Not every policy Marcos is likely to pursue will be a disaster. With a more professional, well-run administration, he would probably respond more effectively to the pandemic and its economic impact than Duterte, who badly botched the pandemic response. As a result, the Philippine economy took a hit last year, exacerbating the horrendous inequality and lack of robust social welfare programs that already characterizes the country.
Given his somewhat more conventional political background compared to Duterte, Marcos will likely appoint respected economic technocrats and public health experts to manage the post-pandemic recovery, while redoubling the focus on upgrading the country’s woeful infrastructure and channeling money to smaller and medium-sized enterprises. The next government will have to control COVID-19 and improve vaccination rates, bolster consumer spending and infrastructure investment, and put the services industry back on track. It’s a tall order, but if accomplished, the economy could rebound strongly this year.
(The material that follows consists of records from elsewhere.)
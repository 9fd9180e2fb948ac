//! Configuration for a playing session.

use std::path::Path;

use serde::{Deserialize, Serialize};

use crate::Result;

/// Configuration for joining and playing one game.
///
/// # Examples
///
/// ```
/// use uttt::app::ClientConfig;
///
/// let config = ClientConfig::new("alice")
///     .with_game_id("local-1")
///     .with_auto_pair(true)
///     .with_seed(42);
/// assert!(config.validate().is_ok());
/// ```
#[derive(Debug, Clone, PartialEq, Eq, Serialize, Deserialize)]
#[serde(default)]
pub struct ClientConfig {
    /// Name to register under; also used to find our own token
    pub player_name: String,
    /// Existing game to join (a new game is created when absent)
    pub game_id: Option<String>,
    /// Ask the server to pair us with a robot
    pub auto_pair: bool,
    /// Upper bound on loop iterations (moves plus polls)
    pub max_turns: usize,
    /// Delay between polls while waiting for the opponent
    pub poll_interval_ms: u64,
    /// Random seed for the local server
    pub seed: Option<u64>,
}

impl ClientConfig {
    /// Create a configuration for the given player.
    ///
    /// Uses default values for other parameters:
    /// - Game: None (create a new one)
    /// - Auto pair: false
    /// - Max turns: 200
    /// - Poll interval: 500 ms
    /// - Seed: None (non-deterministic)
    pub fn new(player_name: impl Into<String>) -> Self {
        Self {
            player_name: player_name.into(),
            ..Self::default()
        }
    }

    /// Load a configuration from a JSON file.
    ///
    /// Missing fields take their defaults.
    ///
    /// # Errors
    ///
    /// Returns error if the file cannot be read or is not valid JSON.
    pub fn from_json_file(path: &Path) -> Result<Self> {
        let text = std::fs::read_to_string(path).map_err(|source| crate::Error::Io {
            operation: format!("read config {}", path.display()),
            source,
        })?;
        Ok(serde_json::from_str(&text)?)
    }

    /// Set the game to join.
    pub fn with_game_id(mut self, game_id: impl Into<String>) -> Self {
        self.game_id = Some(game_id.into());
        self
    }

    /// Set whether to request a robot partner.
    pub fn with_auto_pair(mut self, auto_pair: bool) -> Self {
        self.auto_pair = auto_pair;
        self
    }

    /// Set the loop iteration bound.
    pub fn with_max_turns(mut self, max_turns: usize) -> Self {
        self.max_turns = max_turns;
        self
    }

    /// Set the poll delay in milliseconds.
    pub fn with_poll_interval_ms(mut self, poll_interval_ms: u64) -> Self {
        self.poll_interval_ms = poll_interval_ms;
        self
    }

    /// Set the random seed for deterministic behavior.
    pub fn with_seed(mut self, seed: u64) -> Self {
        self.seed = Some(seed);
        self
    }

    /// Check the configuration is usable.
    ///
    /// # Errors
    ///
    /// Returns [`crate::Error::InvalidConfiguration`] for an empty player name
    /// or a zero turn bound.
    pub fn validate(&self) -> Result<()> {
        if self.player_name.trim().is_empty() {
            return Err(crate::Error::InvalidConfiguration {
                message: "player name must not be empty".to_string(),
            });
        }
        if self.max_turns == 0 {
            return Err(crate::Error::InvalidConfiguration {
                message: "max_turns must be at least 1".to_string(),
            });
        }
        Ok(())
    }
}

impl Default for ClientConfig {
    fn default() -> Self {
        Self {
            player_name: String::new(),
            game_id: None,
            auto_pair: false,
            max_turns: 200,
            poll_interval_ms: 500,
            seed: None,
        }
    }
}
//! Policy port - abstraction over move choosing strategies
//!
//! The session loop and the local robot partner only ever see this trait,
//! so the heuristic engine and simpler baselines are interchangeable.

use crate::{
    Result,
    strategy::{MoveIntent, TokenPair},
    tictactoe::MetaBoard,
};

/// Move policy trait - one decision per observed "my turn" snapshot
///
/// Implementations must be pure functions of their inputs: the board is only
/// read, and nothing is remembered between calls. That is what lets a single
/// policy value be shared between threads and games.
///
/// # Examples
///
/// ```
/// use uttt::{
///     ports::MovePolicy,
///     strategy::{HeuristicSelector, TokenPair},
///     tictactoe::{MetaBoard, Token},
/// };
///
/// let policy = HeuristicSelector::new();
/// let tokens = TokenPair::new(Token::new('X'), Token::new('O'));
/// let intent = policy.choose_move(&MetaBoard::new(), tokens)?;
/// assert_eq!((intent.board, intent.cell), (0, 0));
/// # Ok::<(), uttt::Error>(())
/// ```
pub trait MovePolicy: Send + Sync {
    /// Choose where to place `tokens.own` on the given meta-board.
    ///
    /// # Errors
    ///
    /// Returns an error if no sub-board is playable or the active sub-board
    /// has no empty cell. Callers should not ask for a move on a finished game.
    fn choose_move(&self, game: &MetaBoard, tokens: TokenPair) -> Result<MoveIntent>;

    /// Get the policy's name.
    ///
    /// Used for identification in logs and CLI output.
    fn name(&self) -> &str;
}
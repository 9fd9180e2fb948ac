//! Suggest command - run the engine on a saved game snapshot

use std::path::PathBuf;

use anyhow::{Context, Result, bail};
use clap::Parser;
use serde::Serialize;

use crate::{
    protocol::GameView,
    strategy::{Decision, HeuristicSelector, MoveIntent},
};

#[derive(Parser, Debug)]
#[command(about = "Suggest a move for a saved game snapshot")]
pub struct SuggestArgs {
    /// Path to a game snapshot in the server's JSON format
    pub game: PathBuf,

    /// Player to suggest a move for
    #[arg(long, short = 'p')]
    pub player: String,

    /// Print the suggestion as a JSON object
    #[arg(long)]
    pub json: bool,
}

#[derive(Debug, Serialize)]
struct Suggestion {
    board: usize,
    cell: usize,
    decision: Decision,
}

pub fn execute(args: SuggestArgs) -> Result<()> {
    let game = GameView::from_json_file(&args.game)
        .with_context(|| format!("loading {}", args.game.display()))?;
    if !game.is_in_progress() {
        bail!("game '{}' is not in progress ({:?})", game.id, game.state);
    }

    let tokens = game.tokens_for(&args.player)?;
    let (intent, decision) = HeuristicSelector::plan(&game.meta_board()?, tokens)?;

    if args.json {
        let suggestion = Suggestion {
            board: intent.board,
            cell: intent.cell,
            decision,
        };
        println!("{}", serde_json::to_string(&suggestion)?);
    } else {
        println!("{}", suggestion_line(intent, decision));
    }
    Ok(())
}

/// Plain-text suggestion, e.g. `board 4 cell 2 (win)`
fn suggestion_line(intent: MoveIntent, decision: Decision) -> String {
    format!("{intent} ({decision})")
}
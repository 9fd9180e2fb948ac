//! Loading configuration and game snapshots from disk

use std::{fs, path::Path};

use tempfile::tempdir;
use uttt::{
    Error, HeuristicSelector, app::ClientConfig, protocol::GameView, strategy::Decision,
};

const SNAPSHOT: &str = r#"{
  "id": "g-42",
  "boards": [
    {"rows": [[null,null,null],[null,null,null],[null,null,null]], "playable": false},
    {"rows": [[null,null,null],[null,null,null],[null,null,null]], "playable": false},
    {"rows": [["O","O",null],["X",null,null],[null,null,null]], "playable": true},
    {"rows": [[null,null,null],[null,null,null],[null,null,null]], "playable": true},
    {"rows": [[null,null,null],[null,null,null],[null,null,null]], "playable": true},
    {"rows": [[null,null,null],[null,null,null],[null,null,null]], "playable": true},
    {"rows": [[null,null,null],[null,null,null],[null,null,null]], "playable": true},
    {"rows": [[null,null,null],[null,null,null],[null,null,null]], "playable": true},
    {"rows": [[null,null,null],[null,null,null],[null,null,null]], "playable": true}
  ],
  "nextBoard": null,
  "players": [
    {"name": "sam", "token": "X"},
    {"name": "robot", "token": "O"}
  ],
  "state": "inProgress",
  "currentPlayer": {"name": "sam", "token": "X", "secret": "abc"}
}"#;

fn write(dir: &Path, name: &str, text: &str) -> std::path::PathBuf {
    let path = dir.join(name);
    fs::write(&path, text).unwrap();
    path
}

#[test]
fn snapshot_file_drives_a_block() {
    let dir = tempdir().unwrap();
    let path = write(dir.path(), "game.json", SNAPSHOT);

    let game = GameView::from_json_file(&path).unwrap();
    let tokens = game.tokens_for("sam").unwrap();
    let (intent, decision) = HeuristicSelector::plan(&game.meta_board().unwrap(), tokens).unwrap();

    // Boards 0 and 1 are closed, so the free choice lands on board 2.
    assert_eq!((intent.board, intent.cell), (2, 2));
    assert_eq!(decision, Decision::Block);
}

#[test]
fn snapshot_survives_a_round_trip_through_disk() {
    let dir = tempdir().unwrap();
    let game = GameView::from_json(SNAPSHOT).unwrap();
    let path = write(dir.path(), "copy.json", &serde_json::to_string_pretty(&game).unwrap());
    assert_eq!(GameView::from_json_file(&path).unwrap(), game);
}

#[test]
fn config_file_is_loaded_with_defaults() {
    let dir = tempdir().unwrap();
    let path = write(
        dir.path(),
        "client.json",
        r#"{"player_name": "sam", "game_id": "g-42", "seed": 7}"#,
    );
    let config = ClientConfig::from_json_file(&path).unwrap();
    assert_eq!(config, ClientConfig::new("sam").with_game_id("g-42").with_seed(7));
    assert!(config.validate().is_ok());
}

#[test]
fn missing_file_reports_io_context() {
    let dir = tempdir().unwrap();
    let err = ClientConfig::from_json_file(&dir.path().join("absent.json")).unwrap_err();
    match err {
        Error::Io { operation, .. } => assert!(operation.starts_with("read config")),
        other => panic!("expected Io error, got {other:?}"),
    }
}

#[test]
fn bad_json_is_a_serialization_error() {
    let dir = tempdir().unwrap();
    let path = write(dir.path(), "broken.json", "{ not json");
    assert!(matches!(
        GameView::from_json_file(&path),
        Err(Error::Serialization(_))
    ));
}

#[test]
fn multi_character_token_is_rejected() {
    let text = SNAPSHOT.replace(r#""token": "X""#, r#""token": "XX""#);
    assert!(matches!(
        GameView::from_json(&text),
        Err(Error::Serialization(_))
    ));
}
//! Console rendering of the meta-board

use std::io::Write;

use crate::{
    Result,
    ports::SessionObserver,
    protocol::GameView,
    strategy::MoveIntent,
    tictactoe::{MetaBoard, SubBoard},
};

/// Render sub-boards as bands of three side by side.
///
/// Empty cells print as `-`, boards in a band are separated by two spaces and
/// each band is followed by a blank line.
///
/// ```
/// use uttt::{render::render_meta, tictactoe::MetaBoard};
///
/// let text = render_meta(&MetaBoard::new());
/// assert!(text.starts_with("- - -  - - -  - - -\n"));
/// ```
pub fn render_boards(boards: &[SubBoard]) -> String {
    let mut out = String::new();
    for band in boards.chunks(3) {
        for row in 0..3 {
            let line: Vec<String> = band
                .iter()
                .map(|board| {
                    board.rows()[row]
                        .iter()
                        .map(|cell| cell.map_or('-', |token| token.as_char()).to_string())
                        .collect::<Vec<_>>()
                        .join(" ")
                })
                .collect();
            out.push_str(&line.join("  "));
            out.push('\n');
        }
        out.push('\n');
    }
    out
}

pub fn render_meta(meta: &MetaBoard) -> String {
    render_boards(&meta.boards)
}

pub fn render_game(game: &GameView) -> String {
    let boards: Vec<SubBoard> = game.boards.iter().map(SubBoard::from).collect();
    render_boards(&boards)
}

/// One-line description of how a finished game ended
pub fn outcome_line(game: &GameView) -> String {
    let winner = game
        .winner
        .as_ref()
        .map_or("None", |player| player.name.as_str());
    format!("Game state: {:?}, winner: {winner}", game.state)
}

/// Observer that prints every snapshot and move to a writer.
pub struct ConsoleObserver<W: Write> {
    out: W,
}

impl ConsoleObserver<std::io::Stdout> {
    pub fn stdout() -> Self {
        Self {
            out: std::io::stdout(),
        }
    }
}

impl<W: Write> ConsoleObserver<W> {
    pub fn new(out: W) -> Self {
        Self { out }
    }

    pub fn into_inner(self) -> W {
        self.out
    }

    fn write(&mut self, text: &str) -> Result<()> {
        self.out
            .write_all(text.as_bytes())
            .map_err(|source| crate::Error::Io {
                operation: "write board".to_string(),
                source,
            })
    }
}

impl<W: Write> SessionObserver for ConsoleObserver<W> {
    fn on_snapshot(&mut self, game: &GameView) -> Result<()> {
        self.write(&render_game(game))
    }

    fn on_move(&mut self, _game_id: &str, intent: &MoveIntent) -> Result<()> {
        self.write(&format!("MY MOVE BOARD {} CELL {}\n", intent.board, intent.cell))
    }

    fn on_game_end(&mut self, game: &GameView) -> Result<()> {
        self.write(&format!("{}\n", outcome_line(game)))
    }
}

#[cfg(test)]
mod tests {
    use super::*;

    #[test]
    fn bands_place_boards_side_by_side() {
        let mut meta = MetaBoard::new();
        meta.boards[1] = SubBoard::from_string("X.. ... ...").unwrap();
        meta.boards[5] = SubBoard::from_string("... ... ..O").unwrap();

        let text = render_meta(&meta);
        let lines: Vec<&str> = text.lines().collect();
        assert_eq!(lines.len(), 12);
        assert_eq!(lines[0], "- - -  X - -  - - -");
        assert_eq!(lines[3], "");
        assert_eq!(lines[6], "- - -  - - -  - - O");
    }

    #[test]
    fn console_observer_reports_moves() {
        let mut observer = ConsoleObserver::new(Vec::new());
        observer.on_move("g", &MoveIntent::new(3, 8)).unwrap();
        let text = String::from_utf8(observer.into_inner()).unwrap();
        assert_eq!(text, "MY MOVE BOARD 3 CELL 8\n");
    }
}
//! In-process sinks.
//!
//! - [`MemorySink`] - Keeps every batch in a shared vector
//! - [`ChannelSink`] - Forwards batches to a crossbeam channel
//! - [`NullSink`] - Counts and discards

mod channel;
mod memory;
mod null;

pub use channel::ChannelSink;
pub use memory::MemorySink;
pub use null::NullSink;
//! Sink that forwards batches over a channel.

use bytes::Bytes;
use crossbeam::channel::{self, Receiver, Sender};
use flushgate_common::types::BatchId;
use flushgate_common::utils::error::SinkError;
use flushgate_core::Sink;

/// Sends each batch to a [`Receiver`].
///
/// With a bounded channel a full queue blocks the flusher, and in
/// [`FlushMode::Locked`](flushgate_core::FlushMode::Locked) the producers with
/// it. Once the receiver is dropped every batch fails with
/// [`SinkError::Disconnected`].
#[derive(Debug, Clone)]
pub struct ChannelSink {
    tx: Sender<(BatchId, Bytes)>,
}

impl ChannelSink {
    /// Wraps an existing sender.
    #[must_use]
    pub fn new(tx: Sender<(BatchId, Bytes)>) -> Self {
        Self { tx }
    }

    /// Creates a sink over an unbounded channel.
    #[must_use]
    pub fn unbounded() -> (Self, Receiver<(BatchId, Bytes)>) {
        let (tx, rx) = channel::unbounded();
        (Self { tx }, rx)
    }

    /// Creates a sink over a channel holding at most `cap` batches.
    #[must_use]
    pub fn bounded(cap: usize) -> (Self, Receiver<(BatchId, Bytes)>) {
        let (tx, rx) = channel::bounded(cap);
        (Self { tx }, rx)
    }
}

impl Sink for ChannelSink {
    fn write_batch(&mut self, id: BatchId, batch: Bytes) -> Result<(), SinkError> {
        self.tx
            .send((id, batch))
            .map_err(|_| SinkError::Disconnected)
    }

    fn name(&self) -> &'static str {
        "channel"
    }
}
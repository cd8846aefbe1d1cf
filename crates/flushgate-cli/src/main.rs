//! Flushgate CLI - load generator and batch file inspector.
//!
//! `load` drives a batch gate with concurrent producers and reports what the
//! flusher did; `inspect` reads back a batch file written by `load --output`.

mod commands;
mod output;

use clap::{Parser, Subcommand, ValueEnum};
use std::path::PathBuf;

/// Flushgate batching write buffer tool.
#[derive(Parser)]
#[command(name = "flushgate")]
#[command(author, version, about, long_about = None)]
struct Cli {
    #[command(subcommand)]
    command: Commands,

    /// Output format
    #[arg(long, global = true, default_value = "table")]
    format: OutputFormat,

    /// Suppress progress and info messages
    #[arg(long, short, global = true)]
    quiet: bool,

    /// Enable verbose debug logging
    #[arg(long, short, global = true)]
    verbose: bool,
}

/// Output format options.
#[derive(Clone, Copy, ValueEnum, Default)]
enum OutputFormat {
    /// Human-readable table format (default for TTY)
    #[default]
    Table,
    /// Machine-readable JSON format
    Json,
}

/// Flush mode as accepted on the command line.
#[derive(Clone, Copy, ValueEnum, Default)]
enum ModeArg {
    /// Hold the lock while the sink runs
    #[default]
    Locked,
    /// Release the lock while the sink runs
    Swap,
}

impl From<ModeArg> for flushgate_core::FlushMode {
    fn from(mode: ModeArg) -> Self {
        match mode {
            ModeArg::Locked => Self::Locked,
            ModeArg::Swap => Self::Swap,
        }
    }
}

/// Available commands.
#[derive(Subcommand)]
enum Commands {
    /// Run concurrent producers against a batch gate
    Load(LoadArgs),

    /// List the batches in a batch file
    Inspect {
        /// Path to the batch file
        path: PathBuf,

        /// Fail on a damaged frame instead of stopping before it
        #[arg(long)]
        strict: bool,
    },
}

/// Arguments for `load`.
#[derive(clap::Args)]
struct LoadArgs {
    /// Flush threshold in bytes
    #[arg(long, default_value_t = 1024 * 1024)]
    threshold: usize,

    /// Number of producer threads
    #[arg(long, short, default_value_t = 4)]
    producers: usize,

    /// Events appended by each producer
    #[arg(long, short, default_value_t = 10_000)]
    events: usize,

    /// Size of each event in bytes
    #[arg(long, default_value_t = 128)]
    event_size: usize,

    /// Flush mode
    #[arg(long, value_enum, default_value = "locked")]
    mode: ModeArg,

    /// Write batches to this file (discarded if omitted)
    #[arg(long, short)]
    output: Option<PathBuf>,

    /// Fsync the batch file after every batch
    #[arg(long, requires = "output")]
    sync: bool,

    /// Retries per event after a capacity-exceeded rejection
    #[arg(long, default_value_t = 1000)]
    retries: u32,

    /// Pause between retries, in milliseconds
    #[arg(long, default_value_t = 1)]
    backoff_ms: u64,
}

fn main() {
    let cli = Cli::parse();

    // Set up logging based on verbosity
    if cli.verbose {
        tracing_subscriber::fmt()
            .with_max_level(tracing::Level::DEBUG)
            .init();
    } else if !cli.quiet {
        tracing_subscriber::fmt()
            .with_max_level(tracing::Level::INFO)
            .init();
    }

    let result = match cli.command {
        Commands::Load(args) => commands::load::run(&args, cli.format, cli.quiet),
        Commands::Inspect { path, strict } => {
            commands::inspect::run(&path, strict, cli.format, cli.quiet)
        }
    };

    if let Err(e) = result {
        eprintln!("Error: {}", e);
        std::process::exit(1);
    }
}
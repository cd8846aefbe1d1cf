//! The byte accumulator behind the gate.

use bytes::{Bytes, BytesMut};

/// Accumulated batch bytes plus a running byte count.
///
/// Not synchronized on its own; the gate owns it inside its mutex.
#[derive(Debug, Default)]
pub struct Buffer {
    data: BytesMut,
    size: usize,
}

impl Buffer {
    /// Creates an empty buffer with room for `capacity` bytes.
    #[must_use]
    pub fn with_capacity(capacity: usize) -> Self {
        Self {
            data: BytesMut::with_capacity(capacity),
            size: 0,
        }
    }

    /// Appends a payload.
    pub fn append(&mut self, payload: &[u8]) {
        self.data.extend_from_slice(payload);
        self.size += payload.len();
        self.check_invariant();
    }

    /// Hands off everything buffered and leaves the buffer empty.
    ///
    /// The returned bytes are frozen, so the receiver never observes later
    /// appends.
    pub fn take(&mut self) -> Bytes {
        let batch = self.data.split().freeze();
        self.size = 0;
        self.check_invariant();
        batch
    }

    /// Bytes currently buffered.
    #[inline]
    #[must_use]
    pub fn size(&self) -> usize {
        self.size
    }

    /// Returns true if nothing is buffered.
    #[inline]
    #[must_use]
    pub fn is_empty(&self) -> bool {
        self.size == 0
    }

    /// Read-only view of the buffered bytes.
    #[must_use]
    pub fn as_slice(&self) -> &[u8] {
        &self.data
    }

    #[inline]
    fn check_invariant(&self) {
        debug_assert_eq!(self.size, self.data.len(), "buffer size out of sync");
    }
}

#[cfg(test)]
mod tests {
    use super::*;

    #[test]
    fn test_append_tracks_size() {
        let mut buf = Buffer::with_capacity(16);
        assert!(buf.is_empty());

        buf.append(b"hello");
        buf.append(b" world");
        assert_eq!(buf.size(), 11);
        assert_eq!(buf.as_slice(), b"hello world");
    }

    #[test]
    fn test_empty_payload() {
        let mut buf = Buffer::default();
        buf.append(b"");
        assert!(buf.is_empty());
    }

    #[test]
    fn test_take_resets() {
        let mut buf = Buffer::with_capacity(8);
        buf.append(b"abc");

        let batch = buf.take();
        assert_eq!(&batch[..], b"abc");
        assert_eq!(buf.size(), 0);
        assert!(buf.as_slice().is_empty());

        // The handed-off batch is unaffected by later appends
        buf.append(b"xyz");
        assert_eq!(&batch[..], b"abc");
        assert_eq!(buf.as_slice(), b"xyz");
    }
}
//! # flushgate-adapters
//!
//! Concrete sinks for the Flushgate flusher and the on-disk batch file.
//!
//! ## Modules
//!
//! - [`sinks`] - In-process sinks (memory, channel, null)
//! - [`storage`] - Storage backends (framed batch file and its reader)

pub mod sinks;
pub mod storage;
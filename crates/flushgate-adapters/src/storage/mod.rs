//! Storage backends.

pub mod batch_file;
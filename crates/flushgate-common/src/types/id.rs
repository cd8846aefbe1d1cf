//! Identifier types.

use serde::{Deserialize, Serialize};
use std::fmt;

/// Sequence number of a flushed batch.
///
/// The flusher numbers batches from 1 upward in the order they are handed to
/// the sink. `BatchId(0)` is never assigned and is used as a sentinel.
#[derive(
    Debug, Clone, Copy, PartialEq, Eq, PartialOrd, Ord, Hash, Default, Serialize, Deserialize,
)]
#[repr(transparent)]
pub struct BatchId(pub u64);

impl BatchId {
    /// The sentinel id, never assigned to a real batch.
    pub const INVALID: Self = Self(0);

    /// The id assigned to the first batch.
    pub const FIRST: Self = Self(1);

    /// Creates a new batch id from a raw value.
    #[inline]
    #[must_use]
    pub const fn new(id: u64) -> Self {
        Self(id)
    }

    /// Returns the raw value.
    #[inline]
    #[must_use]
    pub const fn as_u64(self) -> u64 {
        self.0
    }

    /// Returns true unless this is the sentinel id.
    #[inline]
    #[must_use]
    pub const fn is_valid(self) -> bool {
        self.0 != 0
    }

    /// Returns the id that follows this one.
    #[inline]
    #[must_use]
    pub const fn next(self) -> Self {
        Self(self.0 + 1)
    }
}

impl fmt::Display for BatchId {
    fn fmt(&self, f: &mut fmt::Formatter<'_>) -> fmt::Result {
        write!(f, "batch#{}", self.0)
    }
}

impl From<u64> for BatchId {
    fn from(id: u64) -> Self {
        Self(id)
    }
}

#[cfg(test)]
mod tests {
    use super::*;

    #[test]
    fn test_batch_id_sequence() {
        let id = BatchId::FIRST;
        assert!(id.is_valid());
        assert!(!BatchId::INVALID.is_valid());
        assert_eq!(id.next(), BatchId::new(2));
        assert!(id < id.next());
    }

    #[test]
    fn test_batch_id_display() {
        assert_eq!(BatchId::new(42).to_string(), "batch#42");
        assert_eq!(BatchId::from(7).as_u64(), 7);
    }
}
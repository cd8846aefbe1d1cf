//! # flushgate-common
//!
//! Foundation layer for Flushgate: the error taxonomy and identifier types
//! shared by the core, the adapters and the CLI.
//!
//! This crate has no internal dependencies and should be kept minimal.
//!
//! ## Modules
//!
//! - [`types`] - Identifier types ([`BatchId`])
//! - [`utils`] - Utilities (errors)

#![warn(missing_docs)]
#![warn(clippy::all)]
#![warn(clippy::pedantic)]

pub mod types;
pub mod utils;

// Re-export commonly used types at crate root
pub use types::BatchId;
pub use utils::error::{AppendError, Error, Result, SinkError};
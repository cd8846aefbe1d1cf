//! Frame layout shared by the batch file writer and reader.

use byteorder::{LittleEndian, WriteBytesExt};
use bytes::Bytes;
use flushgate_common::types::BatchId;
use serde::Serialize;
use std::io::{self, Write};

/// Bytes before the payload: batch id and length.
pub(crate) const HEADER_LEN: usize = 8 + 4;

/// Bytes after the payload: checksum.
pub(crate) const TRAILER_LEN: usize = 4;

/// Per-frame overhead on top of the payload.
pub const FRAME_OVERHEAD: usize = HEADER_LEN + TRAILER_LEN;

/// Largest payload a frame can carry.
pub const MAX_PAYLOAD_LEN: usize = u32::MAX as usize;

/// One batch read back from a batch file.
#[derive(Debug, Clone, PartialEq, Eq, Serialize)]
pub struct BatchFrame {
    /// Batch number assigned by the flusher.
    pub id: BatchId,
    /// Byte offset of the frame in the file.
    pub offset: u64,
    /// The batch bytes.
    #[serde(skip)]
    pub payload: Bytes,
}

impl BatchFrame {
    /// Payload length.
    #[must_use]
    pub fn len(&self) -> usize {
        self.payload.len()
    }

    /// Returns true for an empty payload.
    #[must_use]
    pub fn is_empty(&self) -> bool {
        self.payload.is_empty()
    }

    /// Size of the frame on disk.
    #[must_use]
    pub fn encoded_len(&self) -> usize {
        self.payload.len() + FRAME_OVERHEAD
    }
}

/// Writes one frame. The caller has checked the payload length.
pub(crate) fn write_frame<W: Write>(w: &mut W, id: BatchId, payload: &[u8]) -> io::Result<()> {
    debug_assert!(payload.len() <= MAX_PAYLOAD_LEN);
    w.write_u64::<LittleEndian>(id.as_u64())?;
    w.write_u32::<LittleEndian>(payload.len() as u32)?;
    w.write_all(payload)?;
    w.write_u32::<LittleEndian>(crc32fast::hash(payload))?;
    Ok(())
}

#[cfg(test)]
mod tests {
    use super::*;

    #[test]
    fn test_frame_layout() {
        let mut out = Vec::new();
        write_frame(&mut out, BatchId::new(3), b"abc").unwrap();

        assert_eq!(out.len(), 3 + FRAME_OVERHEAD);
        assert_eq!(&out[..8], &3u64.to_le_bytes());
        assert_eq!(&out[8..12], &3u32.to_le_bytes());
        assert_eq!(&out[12..15], b"abc");
        assert_eq!(&out[15..], &crc32fast::hash(b"abc").to_le_bytes());
    }
}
Perhaps worst of all when it comes to Philippine democracy, Marcos’ rise to presidential front-runner status is in part the result of an informal alliance with three other powerful and dynastic Philippine families. In addition to endorsing Duterte-Carpio for vice president, Marcos has allied with the powerful family of former President Gloria Macapagal-Arroyo, who likely would serve in the House, as well as with the family of former President Joseph Estrada, whose sons are running for Senate. (Both Estrada and Macapagal-Arroyo were jailed for crimes of corruption committed during their terms as president.)
This four-way alliance, unprecedented even by the Philippines’ long history of powerful families working together to advance their political interests, once again underscores that power in the country is concentrated in just a few hands.
To be sure, Philippine elections are often wild and chaotic affairs. Huge leads have vanished before in the final days of campaigns, and surprise candidates have won. And among segments of the population, hatred for the Marcoses runs deep. Large street protests erupted in Manila in late February to celebrate the anniversary of the overthrow of Marcos Sr.—and send a message to Marcos Jr.
Yet with his enormous lead, his alliance with politically powerful dynastic families and the feeling in the Philippines that the race is all but over, Marcos is very likely to prevail. And that would be bad news for Philippines’ democracy.